Comme le phénomène est récent, on attend encore ses effets dans les épiceries. Il faut plusieurs semaines avant que les fluctuations du marché de gros se répercutent sur les prix de détail. Surtout que d'autres coûts (transformation, distribution et marketing) composent la majeure partie de notre facture, souligne la FAO (Organisation des Nations unies pour l'alimentation).

Cet organisme note d'ailleurs, dans un rapport publié jeudi, que les prix mondiaux des aliments ont encore légèrement augmenté en mars ("0,8%), conséquence de la sécheresse en Nouvelle-Zélande sur les prix du lait et du printemps très froid qui fait pester tout le monde en Europe.

Il reste que la poussée de l'an dernier s'essouffle et les prix de détail de 55 aliments repères, répertoriés par la FAO, sont en baisse de 1,7% depuis un an.
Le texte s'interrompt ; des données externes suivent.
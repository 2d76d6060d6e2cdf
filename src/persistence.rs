//! Serialized interchange form for checkpoints.
//!
//! Design goals:
//! - Provide an explicit serde-friendly shape decoupled from the in-memory
//!   [`Checkpoint`](crate::checkpoint::Checkpoint) record.
//! - Keep conversion logic localized so the saver backends stay lean and
//!   declarative.
//! - Encode the state payload as opaque bytes; its internal layout is this
//!   module's concern and not part of any storage contract.
//!
//! This module intentionally does NOT perform I/O. It is pure data
//! transformation and (de)serialization glue. The encoding is deterministic
//! for scalars, sequences, and string-keyed mappings; map iteration order is
//! explicitly not part of the contract.

use chrono::{DateTime, Utc};
use serde::{Deserialize, Serialize};

use crate::checkpoint::{Checkpoint, MetadataMap, StateValue};
use crate::savers::errors::{SaverError, SaverResult};

/// On-the-wire shape of a checkpoint: the scalar fields of the record with
/// the state flattened to bytes and the timestamp as an RFC 3339 string.
#[derive(Debug, Clone, Serialize, Deserialize, PartialEq)]
pub struct SerializedCheckpoint {
    pub id: String,
    pub thread_id: String,
    #[serde(default)]
    pub checkpoint_ns: String,
    #[serde(default)]
    pub parent_id: Option<String>,
    #[serde(default)]
    pub type_hint: Option<String>,
    /// Opaque encoded state bytes.
    pub state: Vec<u8>,
    /// RFC 3339 form of the creation instant.
    pub timestamp: String,
    #[serde(default)]
    pub metadata: MetadataMap,
    pub version: i64,
}

/// Flatten a checkpoint into its interchange form.
pub fn to_serialized<S: StateValue>(cp: &Checkpoint<S>) -> SaverResult<SerializedCheckpoint> {
    Ok(SerializedCheckpoint {
        id: cp.id.clone(),
        thread_id: cp.thread_id.clone(),
        checkpoint_ns: cp.checkpoint_ns.clone(),
        parent_id: cp.parent_id.clone(),
        type_hint: cp.type_hint.clone(),
        state: encode_state(&cp.id, &cp.state)?,
        timestamp: cp.timestamp.to_rfc3339(),
        metadata: cp.metadata.clone(),
        version: cp.version,
    })
}

/// Reconstruct a checkpoint, decoding the opaque bytes into the caller's
/// state type.
pub fn from_serialized<S: StateValue>(raw: SerializedCheckpoint) -> SaverResult<Checkpoint<S>> {
    let state = decode_state(&raw.id, &raw.state)?;
    let timestamp = parse_rfc3339(&raw.id, &raw.timestamp)?;
    Ok(Checkpoint {
        id: raw.id,
        thread_id: raw.thread_id,
        checkpoint_ns: raw.checkpoint_ns,
        parent_id: raw.parent_id,
        type_hint: raw.type_hint,
        state,
        timestamp,
        metadata: raw.metadata,
        version: raw.version,
    })
}

/// Encode a state payload to opaque bytes.
pub fn encode_state<S: StateValue>(checkpoint_id: &str, state: &S) -> SaverResult<Vec<u8>> {
    serde_json::to_vec(state)
        .map_err(|e| SaverError::serialize(format!("checkpoint `{checkpoint_id}` state"), e))
}

/// Decode opaque bytes back into the caller's state type.
pub fn decode_state<S: StateValue>(checkpoint_id: &str, bytes: &[u8]) -> SaverResult<S> {
    serde_json::from_slice(bytes)
        .map_err(|e| SaverError::deserialize(format!("checkpoint `{checkpoint_id}` state"), e))
}

/// Encode a metadata (or write-value) map to bytes for SQL storage.
pub fn encode_map(what: &str, map: &MetadataMap) -> SaverResult<Vec<u8>> {
    serde_json::to_vec(map).map_err(|e| SaverError::serialize(what.to_string(), e))
}

/// Decode a metadata (or write-value) map from SQL storage.
pub fn decode_map(what: &str, bytes: &[u8]) -> SaverResult<MetadataMap> {
    serde_json::from_slice(bytes).map_err(|e| SaverError::deserialize(what.to_string(), e))
}

/// Reconstruct an instant stored as whole seconds since the epoch.
pub fn from_epoch_seconds(what: &str, secs: i64) -> SaverResult<DateTime<Utc>> {
    DateTime::<Utc>::from_timestamp(secs, 0).ok_or_else(|| SaverError::DeserializeFailed {
        what: format!("{what}: stored timestamp {secs} is out of range"),
        source: "epoch seconds out of chrono range".into(),
    })
}

fn parse_rfc3339(checkpoint_id: &str, raw: &str) -> SaverResult<DateTime<Utc>> {
    DateTime::parse_from_rfc3339(raw)
        .map(|dt| dt.with_timezone(&Utc))
        .map_err(|e| SaverError::deserialize(format!("checkpoint `{checkpoint_id}` timestamp"), e))
}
Autrement dit, le vent tourne en faveur des consommateurs.

Récoltes surprenantes

D'emblée, les analystes montrent du doigt l'abondance de l'offre pour le repli des cours des matières premières.
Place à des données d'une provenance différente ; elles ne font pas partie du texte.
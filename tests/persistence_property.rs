//! Property tests for the serialized interchange form.

use chrono::DateTime;
use proptest::prelude::*;
use serde_json::json;
use threadvault::checkpoint::Checkpoint;
use threadvault::persistence::{from_serialized, to_serialized};

mod common;
use common::{AgentState, agent_state};

fn arb_namespace() -> impl Strategy<Value = String> {
    prop_oneof![
        Just(String::new()),
        "[a-z]{1,8}",
        "[a-z]{1,8}\\.[a-z]{1,8}",
        // A leading dot is part of the name, not a separator.
        "\\.[a-z]{1,8}",
    ]
}

proptest! {
    #[test]
    fn roundtrip_is_lossless(
        counter in any::<i64>(),
        notes in proptest::collection::vec("[a-zA-Z0-9 ]{0,16}", 0..4),
        ns in arb_namespace(),
        parent in proptest::option::of("[a-z0-9-]{1,12}"),
        secs in 0i64..4_000_000_000,
        version in 1i64..1000,
        meta_step in any::<i64>(),
        meta_flag in any::<bool>(),
        meta_note in "[a-zA-Z0-9 ]{0,24}",
    ) {
        let mut cp = Checkpoint::new("cp-prop", "t-prop", AgentState { counter, notes })
            .with_namespace(ns)
            .with_timestamp(DateTime::from_timestamp(secs, 0).unwrap())
            .with_metadata("step", json!(meta_step))
            .with_metadata("flag", json!(meta_flag))
            .with_metadata("note", json!(meta_note));
        cp.parent_id = parent;
        cp.version = version;

        let back: Checkpoint<AgentState> = from_serialized(to_serialized(&cp).unwrap()).unwrap();
        prop_assert_eq!(back, cp);
    }

    #[test]
    fn state_encoding_is_deterministic(counter in any::<i64>()) {
        let cp = Checkpoint::new("cp-det", "t-det", agent_state(counter));
        let a = to_serialized(&cp).unwrap();
        let b = to_serialized(&cp).unwrap();
        prop_assert_eq!(a.state, b.state);
    }
}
Dans le cas des céréales, les récoltes sont meilleures que prévu aux États-Unis - principal producteur mondial - malgré les alertes météorologiques répétées depuis un an.

À preuve: Washington a surpris tout le monde, jeudi, en annonçant que les stocks de blé dans l'hémisphère nord atteignent 183 millions de tonnes métriques, soit plus que les prévisions (178 millions).

Deuxième explication: beaucoup de cultivateurs ont augmenté leur production pendant que la demande mondiale tend à se tasser sous l'effet de la crise en Europe.

Résultat: le cours du blé, par exemple, est reparti en baisse la semaine dernière, accusant un recul de 27% depuis son sommet de 2012.

«Le marché est maintenant résolument baissier», tranche dans une note financière Terry Reilly, analyste chez Futures International, à Chicago.

Les spéculateurs se retirent

Or, il y a une autre explication pour ce phénomène. Elle ne se trouve pas dans la terre, mais dans les rouages des marchés financiers qui dictent les prix des aliments.

Alors que les indices boursiers multiplient les records à Wall Street, les fonds spéculatifs («hedge funds») se retirent des marchés agricoles, devenus moins attrayants.

Ainsi, l'actif des fonds investis dans les matières agricoles a fondu d'au moins 20%, selon une compilation du Financial Times. Autrement dit, les spéculateurs n'ont plus le même appétit pour le blé, le maïs ou les autres valeurs alimentaires.

La firme britannique Prim Finance abonde, en précisant que l'indice Newedge des fonds de matières premières ne fait rien qui vaille cette année après avoir fondu de 3,7% en 2102 (contre un gain de 14% pour les Bourses internationales). Bref, la bouffe ne titille plus les spéculateurs, qui préfèrent les actions, plus rémunératrices.

Difficile de prédire si la glissade des cours des denrées alimentaires va se poursuivre. Car il ne faut pas grand-chose pour inverser la tendance: une sécheresse en Australie, un déluge en Inde, un vilain insecte qui bouffe les récoltes...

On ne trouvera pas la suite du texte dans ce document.